Records for this task START

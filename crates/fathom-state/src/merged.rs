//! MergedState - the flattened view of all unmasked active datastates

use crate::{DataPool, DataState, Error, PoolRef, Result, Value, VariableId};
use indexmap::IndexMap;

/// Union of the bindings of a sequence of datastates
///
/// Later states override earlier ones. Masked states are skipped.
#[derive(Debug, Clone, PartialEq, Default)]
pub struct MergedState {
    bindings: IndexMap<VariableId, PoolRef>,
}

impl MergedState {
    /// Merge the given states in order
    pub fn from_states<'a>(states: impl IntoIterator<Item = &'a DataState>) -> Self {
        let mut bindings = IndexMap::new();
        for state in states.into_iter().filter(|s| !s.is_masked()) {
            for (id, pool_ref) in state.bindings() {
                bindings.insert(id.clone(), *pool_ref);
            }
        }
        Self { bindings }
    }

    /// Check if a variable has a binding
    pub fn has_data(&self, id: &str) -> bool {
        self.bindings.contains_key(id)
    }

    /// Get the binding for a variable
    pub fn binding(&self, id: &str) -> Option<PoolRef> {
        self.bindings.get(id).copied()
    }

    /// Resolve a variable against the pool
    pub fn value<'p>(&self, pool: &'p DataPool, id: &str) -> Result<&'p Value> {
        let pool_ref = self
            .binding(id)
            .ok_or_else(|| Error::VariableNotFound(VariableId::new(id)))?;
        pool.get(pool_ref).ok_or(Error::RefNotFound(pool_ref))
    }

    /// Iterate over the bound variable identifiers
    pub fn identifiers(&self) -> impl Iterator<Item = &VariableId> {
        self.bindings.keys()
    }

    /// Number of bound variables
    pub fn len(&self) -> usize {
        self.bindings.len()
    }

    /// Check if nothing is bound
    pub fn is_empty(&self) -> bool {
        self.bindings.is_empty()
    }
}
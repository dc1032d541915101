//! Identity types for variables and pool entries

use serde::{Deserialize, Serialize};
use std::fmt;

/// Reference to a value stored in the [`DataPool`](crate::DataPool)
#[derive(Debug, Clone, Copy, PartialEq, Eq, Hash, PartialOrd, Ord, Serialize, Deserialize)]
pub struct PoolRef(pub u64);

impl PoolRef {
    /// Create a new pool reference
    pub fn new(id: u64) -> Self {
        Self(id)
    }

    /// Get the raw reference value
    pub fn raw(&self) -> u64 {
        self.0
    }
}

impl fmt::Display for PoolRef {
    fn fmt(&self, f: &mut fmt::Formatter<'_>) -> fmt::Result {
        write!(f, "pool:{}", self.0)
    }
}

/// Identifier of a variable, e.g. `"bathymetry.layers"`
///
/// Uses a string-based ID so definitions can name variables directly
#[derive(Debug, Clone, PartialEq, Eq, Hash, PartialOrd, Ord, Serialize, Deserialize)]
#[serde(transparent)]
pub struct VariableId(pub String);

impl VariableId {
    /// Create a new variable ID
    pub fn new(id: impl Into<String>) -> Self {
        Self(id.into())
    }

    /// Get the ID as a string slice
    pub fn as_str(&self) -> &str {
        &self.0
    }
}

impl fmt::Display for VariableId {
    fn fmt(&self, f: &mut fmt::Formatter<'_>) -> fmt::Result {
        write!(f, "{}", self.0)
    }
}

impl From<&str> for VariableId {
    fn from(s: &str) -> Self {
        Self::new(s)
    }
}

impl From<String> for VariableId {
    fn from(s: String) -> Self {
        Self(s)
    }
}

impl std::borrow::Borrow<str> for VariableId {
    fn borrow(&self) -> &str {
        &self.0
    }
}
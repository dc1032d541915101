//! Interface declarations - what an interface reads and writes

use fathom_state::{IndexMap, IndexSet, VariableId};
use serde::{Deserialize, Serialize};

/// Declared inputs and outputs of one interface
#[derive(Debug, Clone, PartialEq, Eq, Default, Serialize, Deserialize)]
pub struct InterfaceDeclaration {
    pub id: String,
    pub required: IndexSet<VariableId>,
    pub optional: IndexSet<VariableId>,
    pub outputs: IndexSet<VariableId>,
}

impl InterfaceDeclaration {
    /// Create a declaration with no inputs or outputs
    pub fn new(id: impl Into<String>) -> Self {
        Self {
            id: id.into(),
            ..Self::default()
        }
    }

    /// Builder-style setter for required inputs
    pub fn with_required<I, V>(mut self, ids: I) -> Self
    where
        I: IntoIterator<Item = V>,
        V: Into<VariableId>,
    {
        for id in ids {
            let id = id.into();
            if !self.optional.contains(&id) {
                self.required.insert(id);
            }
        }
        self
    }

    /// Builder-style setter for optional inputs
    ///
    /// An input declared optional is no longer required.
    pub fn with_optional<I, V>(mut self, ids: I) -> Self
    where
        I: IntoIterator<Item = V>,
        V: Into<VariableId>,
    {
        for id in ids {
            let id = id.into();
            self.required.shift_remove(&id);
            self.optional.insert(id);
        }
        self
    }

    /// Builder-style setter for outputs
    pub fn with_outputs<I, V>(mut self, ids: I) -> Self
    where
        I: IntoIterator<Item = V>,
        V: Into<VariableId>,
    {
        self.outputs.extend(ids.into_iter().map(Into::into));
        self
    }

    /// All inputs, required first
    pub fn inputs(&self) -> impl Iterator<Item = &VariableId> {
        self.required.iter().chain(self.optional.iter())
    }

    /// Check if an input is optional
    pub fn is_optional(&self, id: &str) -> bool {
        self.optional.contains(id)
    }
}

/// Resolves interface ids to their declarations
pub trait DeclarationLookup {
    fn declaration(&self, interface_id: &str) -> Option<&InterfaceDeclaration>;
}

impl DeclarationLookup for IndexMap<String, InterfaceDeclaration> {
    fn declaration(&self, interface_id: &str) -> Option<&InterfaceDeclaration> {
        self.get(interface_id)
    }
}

Records for this task END

Could you reproduce exactly the lines of the entries above, from the one with "#[derive(Debug, Clone, PartialEq, Default)]" through the one with "raw reference value", and nothing else?

#[derive(Debug, Clone, PartialEq, Default)]
pub struct MergedState {
    bindings: IndexMap<VariableId, PoolRef>,
}

impl MergedState {
    /// Merge the given states in order
    pub fn from_states<'a>(states: impl IntoIterator<Item = &'a DataState>) -> Self {
        let mut bindings = IndexMap::new();
        for state in states.into_iter().filter(|s| !s.is_masked()) {
            for (id, pool_ref) in state.bindings() {
                bindings.insert(id.clone(), *pool_ref);
            }
        }
        Self { bindings }
    }

    /// Check if a variable has a binding
    pub fn has_data(&self, id: &str) -> bool {
        self.bindings.contains_key(id)
    }

    /// Get the binding for a variable
    pub fn binding(&self, id: &str) -> Option<PoolRef> {
        self.bindings.get(id).copied()
    }

    /// Resolve a variable against the pool
    pub fn value<'p>(&self, pool: &'p DataPool, id: &str) -> Result<&'p Value> {
        let pool_ref = self
            .binding(id)
            .ok_or_else(|| Error::VariableNotFound(VariableId::new(id)))?;
        pool.get(pool_ref).ok_or(Error::RefNotFound(pool_ref))
    }

    /// Iterate over the bound variable identifiers
    pub fn identifiers(&self) -> impl Iterator<Item = &VariableId> {
        self.bindings.keys()
    }

    /// Number of bound variables
    pub fn len(&self) -> usize {
        self.bindings.len()
    }

    /// Check if nothing is bound
    pub fn is_empty(&self) -> bool {
        self.bindings.is_empty()
    }
}
repository dc1032d541915101
//! Identity types for variables and pool entries

use serde::{Deserialize, Serialize};
use std::fmt;

/// Reference to a value stored in the [`DataPool`](crate::DataPool)
#[derive(Debug, Clone, Copy, PartialEq, Eq, Hash, PartialOrd, Ord, Serialize, Deserialize)]
pub struct PoolRef(pub u64);

impl PoolRef {
    /// Create a new pool reference
    pub fn new(id: u64) -> Self {
        Self(id)
    }

    /// Get the raw reference value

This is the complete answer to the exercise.